Building a home requires so much beyond what I have in me to be adept at construction, let alone cleaning up after the wreckage. So when I found the brush that I was too tired to clean, justification came into play with one of the first of many talismans to follow. The collector who bought this treasures it and I’m happy for her, but darn, I wish I still had this!
Some examples of Talismans on paper featured birds. If memory serves, the 2D ones began with observing a house finch with a tuft of my Corgi’s fur in its beak, diving into its yew bush nest off the front porch. I pressed a sprig of yew and added a little bundle of fur. Next there was a Talisman for the mockingbird who nested in the lilac bush close by.
An exciting moment for a paper artist happens when a new paper is explored for the first time, obviously! Spanish Capellades Abaca paper is extraordinary for several reasons. It takes watercolor so well and it is ultra thin but strong. Handmade with four deckle edges, it just feels good to touch and watch as colors interact with the fibers. I did a big series with this paper that I used to apply for the Al Smith Fellowship, see the next post…
Some from the series featured a bird, and it’s pencil tracing. Details from these became the subject of condolence cards.
“26” was a loose-leaf book project. Using odd-shaped scrapes of Arches Cover paper, each two page spread has images and information about the 26 safety energy locks of Jin Shin Jyutsu and various correspondences to that number. I’m including images of these in the Atlas of the Year program.
My best artwork began with writing one hundred times, “Always Merry and Bright” on the papers from the triptych of the same name. Those words are my mantra, taken from Henry Miller. We had just returned from a pilgrimage to the Henry Miller Memorial Library in Big Sur, and I was floating with joy.
I added writing to subsequent collages more often, usually constructing the border.

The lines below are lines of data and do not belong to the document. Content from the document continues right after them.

//! Staff Management Section
//!
//! Admin list of staff accounts with create, edit and delete.

use leptos::prelude::*;
use leptos::task::spawn_local;

use crate::api;
use crate::components::{
    DeleteConfirmButton, Notice, NoticeBanner, PersonFields, ADDRESS_FIELDS, EMERGENCY_FIELDS, IDENTITY_FIELDS,
};
use crate::listing::{filter_staff, format_date};
use crate::models::{Person, PersonField, PersonForm, StaffMember};
use crate::store::{reload_staff, store_remove_staff, use_clinic_store, ClinicStateStoreFields};
use crate::validation::{validate_profile, validate_staff_registration, FieldErrors};

const NEW_ACCOUNT_FIELDS: &[PersonField] = &[PersonField::Password, PersonField::DateOfBirth];

#[component]
pub fn StaffManagement() -> impl IntoView {
    let store = use_clinic_store();
    let (search, set_search) = signal(String::new());
    let (notice, set_notice) = signal::<Option<Notice>>(None);
    // `Some(None)` while creating, `Some(Some(id))` while editing
    let editing = RwSignal::new(None::<Option<u32>>);
    let form = RwSignal::new(PersonForm::default());
    let errors = RwSignal::new(FieldErrors::new());
    let (saving, set_saving) = signal(false);

    spawn_local(reload_staff(store));

    let visible = Memo::new(move |_| filter_staff(&store.staff().read(), &search.get()));

    let open = move |target: Option<&StaffMember>| {
        form.set(target.map(|s| s.to_form()).unwrap_or_default());
        errors.set(FieldErrors::new());
        editing.set(Some(target.map(|s| s.staff_id)));
    };
    let close = move || editing.set(None);

    let save = move |_| {
        let Some(target) = editing.get() else {
            return;
        };
        let current = form.get();
        let checked = match target {
            Some(_) => validate_profile(&current),
            None => validate_staff_registration(&current),
        };
        if let Err(found) = checked {
            errors.set(found);
            set_notice.set(Notice::error("Please fill in all required fields"));
            return;
        }
        set_saving.set(true);
        spawn_local(async move {
            let result = match target {
                Some(id) => api::update_staff(id, &current.for_update())
                    .await
                    .map(|()| "Staff member updated successfully"),
                None => api::register_staff(&current)
                    .await
                    .map(|()| "Staff member created successfully"),
            };
            set_saving.set(false);
            match result {
                Ok(message) => {
                    log::info!("{}", message);
                    set_notice.set(Notice::success(message));
                    close();
                    reload_staff(store).await;
                }
                Err(err) => {
                    let action = if target.is_some() { "update" } else { "create" };
                    set_notice.set(Notice::error(
                        err.user_message(&format!("Unable to {} staff member. Please try again later.", action)),
                    ));
                }
            }
        });
    };

    let remove = move |staff_id: u32| {
        spawn_local(async move {
            match api::delete_staff(staff_id).await {
                Ok(()) => {
                    store_remove_staff(&store, staff_id);
                    set_notice.set(Notice::success("Staff member deleted successfully"));
                }
                Err(err) => set_notice.set(Notice::error(
                    err.user_message("Unable to delete staff member. Please try again later."),
                )),
            }
        });
    };

    view! {
        <div class="staff-management">
            <div class="section-header">
                <h1>"Staff Management"</h1>
                <button class="btn btn-primary" on:click=move |_| open(None)>"+ Add Staff"</button>
            </div>
            <NoticeBanner notice=notice />
            <input
                type="text"
                class="search-input"
                placeholder="Search by name, email or phone..."
                prop:value=move || search.get()
                on:input=move |ev| set_search.set(event_target_value(&ev))
            />
            <table class="staff-table">
                <thead>
                    <tr>
                        <th>"Name"</th>
                        <th>"Email"</th>
                        <th>"Phone"</th>
                        <th>"Joined"</th>
                        <th>"Actions"</th>
                    </tr>
                </thead>
                <tbody>
                    <For
                        each=move || visible.get()
                        key=|s: &StaffMember| (s.staff_id, s.email.clone(), s.full_name())
                        let:member
                    >
                        {
                            let id = member.staff_id;
                            let picked = member.clone();
                            view! {
                                <tr>
                                    <td>{member.full_name()}</td>
                                    <td>{member.email.clone()}</td>
                                    <td>{member.phone.clone().unwrap_or_default()}</td>
                                    <td>{member.created_at.as_deref().map(format_date).unwrap_or_default()}</td>
                                    <td class="actions">
                                        <button class="btn btn-edit" on:click=move |_| open(Some(&picked))>"Edit"</button>
                                        <DeleteConfirmButton on_confirm=move |_| remove(id) />
                                    </td>
                                </tr>
                            }
                        }
                    </For>
                </tbody>
            </table>
            <Show when=move || visible.with(Vec::is_empty)>
                <p class="no-staff">"No staff members found."</p>
            </Show>

            <Show when=move || editing.with(Option::is_some)>
                <div class="modal-overlay" on:click=move |_| close()>
                    <div class="staff-modal" on:click=|ev| ev.stop_propagation()>
                        <h3>
                            {move || if editing.with(|e| matches!(e, Some(Some(_)))) { "Edit Staff Member" } else { "Add Staff Member" }}
                        </h3>
                        <PersonFields fields=IDENTITY_FIELDS form=form errors=errors disabled=saving />
                        <Show when=move || editing.with(|e| matches!(e, Some(None)))>
                            <PersonFields fields=NEW_ACCOUNT_FIELDS form=form errors=errors disabled=saving />
                        </Show>
                        <PersonFields fields=EMERGENCY_FIELDS form=form errors=errors disabled=saving />
                        <PersonFields fields=ADDRESS_FIELDS form=form errors=errors disabled=saving />
                        <div class="modal-actions">
                            <button class="btn btn-secondary" on:click=move |_| close()>"Cancel"</button>
                            <button class="btn btn-primary" disabled=move || saving.get() on:click=save>
                                {move || if saving.get() { "Saving..." } else { "Save" }}
                            </button>
                        </div>
                    </div>
                </div>
            </Show>
        </div>
    }
}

Below is a booth photo of one of the seven Kentucky Crafted; the Markets I participated with. I notice on the back wall the Mockingbird and House Finch Talismans I mentioned earlier. “Always Merry and Bright” is on the far left. I was always proud of my booth setup, wrote about the Best New Exhibitor Award in 2004. It was quite a lot of work to set up. We were always among the last to be set up and the last to break down. I miss being a part of that community. Recently my friend Laverne urged me to display again with a not so over the top setup. If I can figure that one out, I might!
I love this.
Thanks, Susan. It was a fun era to look back on, with some of my all time favorite artworks.